M. Jean-Pierre Sueur.  - Comment ?

Mme Christine Lagarde, ministre.  - Il faudra, je l'ai dit, conserver un lien entre l'entreprise et le territoire, et explorer d'autres directions.

M. Jean-Pierre Sueur.  - Lesquelles ?

Mme Christine Lagarde, ministre.  - On peut penser à une fraction supplémentaire de la TIPP ou de la taxe sur les contrats d'assurance ; on peut penser aussi aux bases foncières industrielles comme à la valeur ajoutée.

Voici quelques-unes des pistes que nous allons explorer dans un esprit de concertation et de coopération, et sur lesquelles reviendra la conférence nationale des exécutifs que va prochainement réunir le Premier ministre. (Applaudissements à droite)

Paradoxe de la crise automobile

M. Yves Détraigne .  - Les chiffres publiés en début de semaine sur l'activité du secteur automobile en France semblent indiquer que l'effet de la prime à la casse est en train de s'estomper et que les stocks de véhicules augmentent à nouveau chez les constructeurs. Le marché des véhicules particuliers a reculé de 13 % le mois dernier par rapport à février 2008. Dans le même temps, l'activité redémarre fortement en Allemagne où les immatriculations ont bondi de 22 % le mois dernier.

Du fait de l'importance de ses stocks et de la faiblesse de son activité, l'industrie automobile française a considérablement réduit sa production. La plupart des entreprises de ce secteur ont mis un terme à leurs contrats d'intérim, n'ont pas renouvelé les contrats de leur personnel en CDD et sont passées d'une organisation de leur production en 3 x 8 à une organisation en 2 x 8. Les sous-traitants de l'industrie automobile sont les premiers touchés et les plans sociaux s'y multiplient.

Or, alors qu'il est possible de prendre livraison, en France, d'une automobile de marque étrangère trois à quatre semaines après sa commande, ce délai, que l'on peut considérer comme normal, est de trois à quatre mois lorsqu'il s'agit de prendre livraison d'un véhicule de marque française. Ce, dans toutes les régions, quel que soit le constructeur et quelle que soit la gamme du véhicule commandé. C'est incompréhensible.

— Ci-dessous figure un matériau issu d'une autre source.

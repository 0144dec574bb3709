//! Operator/admin login and the "launch application" action that mints a
//! headset token (§4.2, §6).

use axum::extract::State;
use mrgun_api::{
    dto::{
        AdminLoginRequest, AdminLoginResponse, AdminSummary, LaunchHeadsetRequest,
        LaunchHeadsetResponse, OperatorLoginRequest, OperatorLoginResponse, OperatorSummary,
    },
    extract::Json,
    ApiError, ApiErrorKind,
};
use mrgun_common::ids::{ApplicationId, SiteId};
use tracing::instrument;

use crate::{auth_extract::OperatorAuth, error_map, state::AppState};

#[instrument(skip_all)]
pub async fn operator_login(
    State(state): State<AppState>,
    Json(req): Json<OperatorLoginRequest>,
) -> Result<Json<OperatorLoginResponse>, ApiError> {
    let operator = mrgun_store::operator::find_by_username(state.store.pool(), &req.username)
        .await
        .map_err(|_| ApiError::internal())?
        .ok_or_else(|| ApiError::new(ApiErrorKind::InvalidRequest, "invalid username or password"))?;

    let verified = mrgun_auth::verify_password(&req.password, &operator.password_hash)
        .map_err(error_map::password_error)?;
    if !verified {
        return Err(ApiError::new(ApiErrorKind::InvalidRequest, "invalid username or password"));
    }
    if !operator.is_active || operator.is_locked {
        return Err(ApiError::new(ApiErrorKind::AccountLocked, "operator account is locked"));
    }

    let issued = state
        .tokens
        .issue_operator_token(operator.id())
        .map_err(error_map::token_error)?;

    let balance = operator.balance();
    Ok(Json(OperatorLoginResponse {
        access_token: issued.token,
        expires_in: issued.expires_in,
        operator: OperatorSummary {
            operator_id: operator.id().to_string(),
            username: operator.username,
            display_name: operator.display_name,
            balance,
        },
    }))
}

#[instrument(skip_all)]
pub async fn admin_login(
    State(state): State<AppState>,
    Json(req): Json<AdminLoginRequest>,
) -> Result<Json<AdminLoginResponse>, ApiError> {
    let admin = mrgun_store::admin::find_by_username(state.store.pool(), &req.username)
        .await
        .map_err(|_| ApiError::internal())?
        .ok_or_else(|| ApiError::new(ApiErrorKind::InvalidRequest, "invalid username or password"))?;

    let verified = mrgun_auth::verify_password(&req.password, &admin.password_hash)
        .map_err(error_map::password_error)?;
    if !verified {
        return Err(ApiError::new(ApiErrorKind::InvalidRequest, "invalid username or password"));
    }
    if !admin.is_active {
        return Err(ApiError::new(ApiErrorKind::AccountLocked, "admin account is deactivated"));
    }

    let role = admin.role();
    let issued = state
        .tokens
        .issue_admin_token(admin.id(), role)
        .map_err(error_map::token_error)?;

    Ok(Json(AdminLoginResponse {
        access_token: issued.token,
        expires_in: issued.expires_in,
        user: AdminSummary { id: admin.id().to_string(), role },
    }))
}

/// The operator UI's "launch application" action (§4.2): mints a headset
/// token scoped to `(operator, application, site)` after re-running the
/// C3 eligibility check, so a headset token is never handed out for an
/// application/site the operator couldn't authorise against anyway.
#[instrument(skip_all)]
pub async fn launch_headset(
    State(state): State<AppState>,
    OperatorAuth { operator_id }: OperatorAuth,
    Json(req): Json<LaunchHeadsetRequest>,
) -> Result<Json<LaunchHeadsetResponse>, ApiError> {
    let site_id = SiteId::parse(&req.site_id).map_err(|_| ApiError::invalid_site_id(&req.site_id))?;

    let application_id: ApplicationId =
        mrgun_engine::check_launch_eligibility(&state.store, operator_id, &req.app_code, site_id)
            .await
            .map_err(error_map::engine_error)?;

    let issued = state
        .tokens
        .issue_headset_token(operator_id, application_id, site_id)
        .map_err(error_map::token_error)?;

    Ok(Json(LaunchHeadsetResponse {
        headset_token: issued.token,
        expires_in: issued.expires_in,
    }))
}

Cette différence est inquiétante parce qu'elle aggrave la situation du secteur et va entraîner davantage encore de suppressions d'emplois. Comment expliquer ce hiatus entre les faits et les discours des constructeurs et comment allez-vous remédier à un comportement qui incite à l'achat de véhicules étrangers ? (On applaudit au centre)

M. Hervé Novelli, secrétaire d'État chargé du commerce, de l'artisanat, des petites et moyennes entreprises, du tourisme et des services .  - Vous avez raison, la prime à la casse voulue par le Président de la République a connu un extraordinaire succès ; aussi a-t-elle été imitée par nos partenaires et c'est ainsi que le marché allemand a fait un bond de 20 %. Nos constructeurs n'ayant pas anticipé un tel succès, des tensions sont apparues.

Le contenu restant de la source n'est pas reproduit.